The passages are as touching and fresh, the originals
I mean, as when first I read them, and one hears the
voice of Sylvie singing:
“A Dammartin, l’y
a trois belles filles,
L’y en a z’une plus
belle que lé jour!”
So Sylvie married a confectioner,
and, like Marion in the “Ballad of Forty Years,”

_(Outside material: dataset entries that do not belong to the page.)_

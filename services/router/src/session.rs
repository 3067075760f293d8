//! Debounced quote session with stale-result suppression
//!
//! Interactive callers fire a new request on every input change. Each request takes a
//! [`RequestTicket`] from a shared [`RequestGeneration`] counter; a request waits out
//! the debounce window, aggregates, and publishes only while its ticket is still the
//! newest. Anything superseded is dropped mid-flight with [`RouterError::Superseded`].

use crate::aggregator::RouteAggregator;
use crate::error::RouterError;
use crate::request::QuoteRequest;
use std::sync::atomic::{AtomicU64, Ordering};
use std::sync::Arc;
use std::time::Duration;
use tokio::sync::{watch, Notify};
use types::{MarketSnapshot, RoutePlan};

/// Monotonic request counter shared by every request of one session
#[derive(Debug, Default)]
pub struct RequestGeneration {
    current: AtomicU64,
    changed: Notify,
}

impl RequestGeneration {
    pub fn new() -> Arc<Self> {
        Arc::new(Self::default())
    }

    /// Start a new request, superseding all earlier tickets
    pub fn next_ticket(self: &Arc<Self>) -> RequestTicket {
        let generation = self.current.fetch_add(1, Ordering::AcqRel) + 1;
        self.changed.notify_waiters();
        RequestTicket {
            generation,
            source: Arc::clone(self),
        }
    }

    pub fn current(&self) -> u64 {
        self.current.load(Ordering::Acquire)
    }
}

/// Claim on being the newest request
#[derive(Debug, Clone)]
pub struct RequestTicket {
    generation: u64,
    source: Arc<RequestGeneration>,
}

impl RequestTicket {
    pub fn generation(&self) -> u64 {
        self.generation
    }

    pub fn is_current(&self) -> bool {
        self.source.current() == self.generation
    }

    /// Resolves once a newer ticket has been issued
    pub async fn superseded(&self) {
        loop {
            let notified = self.source.changed.notified();
            if !self.is_current() {
                return;
            }
            notified.await;
        }
    }

    fn check(&self) -> Result<(), RouterError> {
        if self.is_current() {
            Ok(())
        } else {
            Err(RouterError::Superseded {
                generation: self.generation,
            })
        }
    }
}

/// Result published to session subscribers
#[derive(Debug, Clone, PartialEq)]
pub struct SessionUpdate {
    pub generation: u64,
    pub result: Result<RoutePlan, RouterError>,
}

/// Debounced, generation-tracked front end to a [`RouteAggregator`]
pub struct QuoteSession {
    aggregator: Arc<RouteAggregator>,
    generation: Arc<RequestGeneration>,
    debounce: Duration,
    updates: watch::Sender<Option<SessionUpdate>>,
}

impl QuoteSession {
    pub fn new(aggregator: Arc<RouteAggregator>, debounce: Duration) -> Self {
        let (updates, _) = watch::channel(None);
        Self {
            aggregator,
            generation: RequestGeneration::new(),
            debounce,
            updates,
        }
    }

    /// Latest published result; never holds a superseded request's output
    pub fn subscribe(&self) -> watch::Receiver<Option<SessionUpdate>> {
        self.updates.subscribe()
    }

    pub fn latest(&self) -> Option<SessionUpdate> {
        self.updates.borrow().clone()
    }

    pub fn generation(&self) -> u64 {
        self.generation.current()
    }

    /// Debounce, aggregate and publish one request
    ///
    /// Returns `Superseded` without publishing if a newer request arrives at any point
    /// before the result is published.
    pub async fn submit(
        &self,
        request: QuoteRequest,
        market: Arc<MarketSnapshot>,
    ) -> Result<RoutePlan, RouterError> {
        let ticket = self.generation.next_ticket();

        if !self.debounce.is_zero() {
            tokio::select! {
                _ = tokio::time::sleep(self.debounce) => {}
                _ = ticket.superseded() => {
                    crate::log_stale!("request {} superseded while debouncing", ticket.generation());
                    return Err(RouterError::Superseded { generation: ticket.generation() });
                }
            }
        }
        ticket.check()?;

        let result = tokio::select! {
            result = self.aggregator.quote_with_slippage(&request, &market) => result,
            _ = ticket.superseded() => {
                crate::log_stale!("request {} superseded during aggregation", ticket.generation());
                return Err(RouterError::Superseded { generation: ticket.generation() });
            }
        };

        self.publish(&ticket, result)
    }

    /// Publish under the channel lock so a stale result can never overwrite a newer one
    fn publish(
        &self,
        ticket: &RequestTicket,
        result: Result<RoutePlan, RouterError>,
    ) -> Result<RoutePlan, RouterError> {
        let update = SessionUpdate {
            generation: ticket.generation(),
            result: result.clone(),
        };

        let published = self.updates.send_if_modified(|slot| {
            let newer_published = slot
                .as_ref()
                .is_some_and(|prev| prev.generation > ticket.generation());
            if newer_published || !ticket.is_current() {
                return false;
            }
            *slot = Some(update);
            true
        });

        if !published {
            return Err(RouterError::Superseded {
                generation: ticket.generation(),
            });
        }
        result
    }
}

#[cfg(test)]
mod tests {
    use super::*;

    #[test]
    fn test_tickets_supersede_each_other() {
        let generation = RequestGeneration::new();
        let first = generation.next_ticket();
        assert!(first.is_current());

        let second = generation.next_ticket();
        assert!(!first.is_current());
        assert!(second.is_current());
        assert!(second.generation() > first.generation());
        assert!(matches!(
            first.check(),
            Err(RouterError::Superseded { generation: 1 })
        ));
    }

    #[tokio::test]
    async fn test_superseded_wakes_waiter() {
        let generation = RequestGeneration::new();
        let first = generation.next_ticket();

        let waiter = tokio::spawn({
            let first = first.clone();
            async move { first.superseded().await }
        });
        tokio::task::yield_now().await;

        generation.next_ticket();
        tokio::time::timeout(Duration::from_secs(1), waiter)
            .await
            .expect("waiter should wake")
            .unwrap();
    }

    #[test]
    fn test_superseded_returns_immediately_for_stale_ticket() {
        let generation = RequestGeneration::new();
        let first = generation.next_ticket();
        generation.next_ticket();
        tokio_test::block_on(first.superseded());
    }
}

“Adrienne’s dead” in a convent.
That is all the story, all the idyll. Gerard
also wrote the idyll of his own delirium, and the
proofs of it (Le Rêve et la Vie) were in his
pocket when they found him dead in La Rue
de la Vieille Lanterne.
Some of his poems have a sweetness
and careless grace, like the grace of his favourite
old ballads. One cannot translate things like
this:
“Ou sont nos amoureuses?
Elles sont
au tombeau!
Elles sont plus heureuses
Dans un séjour
plus beau.”
But I shall try the couplets on a Greek air:
“Neither
good morn nor good night.”
The sunset is not yet, the morn
is gone;
Yet in our eyes
the light hath paled and passed;
But twilight shall be lovely as
the dawn,
And night shall
bring forgetfulness at last!
Gerard’s poems are few; the
best are his vision of a lady with gold hair and brown
eyes, whom he had loved in an earlier existence, and
his humorous little piece on a boy’s love for
a fair cousin, and on their winter walk together,
and the welcome smell of roast turkey which greets
them on the stairs, when they come home. There
are also poems of his madness, called Chimères,
and very beautiful in form. You read and admire,
and don’t understand a line, yet it seems that
if we were a little more or a little less mad we would
understand:
“Et j’ai deux fois
vainqueur traverse l’Acheron:
Modulant tour a tour sur la lyre
d’Orphée
Les soupirs de la sainte et les
cris de la fee.”
Here is an attempt to translate the
untranslatable, the sonnet called
“El Desdichado.”
I am that dark, that disinherited,
That all dishonoured
Prince of Aquitaine,
The Star upon
my scutcheon long hath fled;
A black sun on my lute doth yet
remain!
Oh, thou that didst console me not
in vain,
Within the tomb,
among the midnight dead,
Show me Italian
seas, and blossoms wed,
The rose, the vine-leaf, and the
golden grain.
Say, am I Love or Phoebus? have
I been
Or Lusignan or Biron? By a
Queen
Caressed within
the Mermaid’s haunt I lay,
And twice I crossed the unpermitted
stream,
And touched on Orpheus’ lyre
as in a dream,
Sighs of a Saint,
and laughter of a Fay!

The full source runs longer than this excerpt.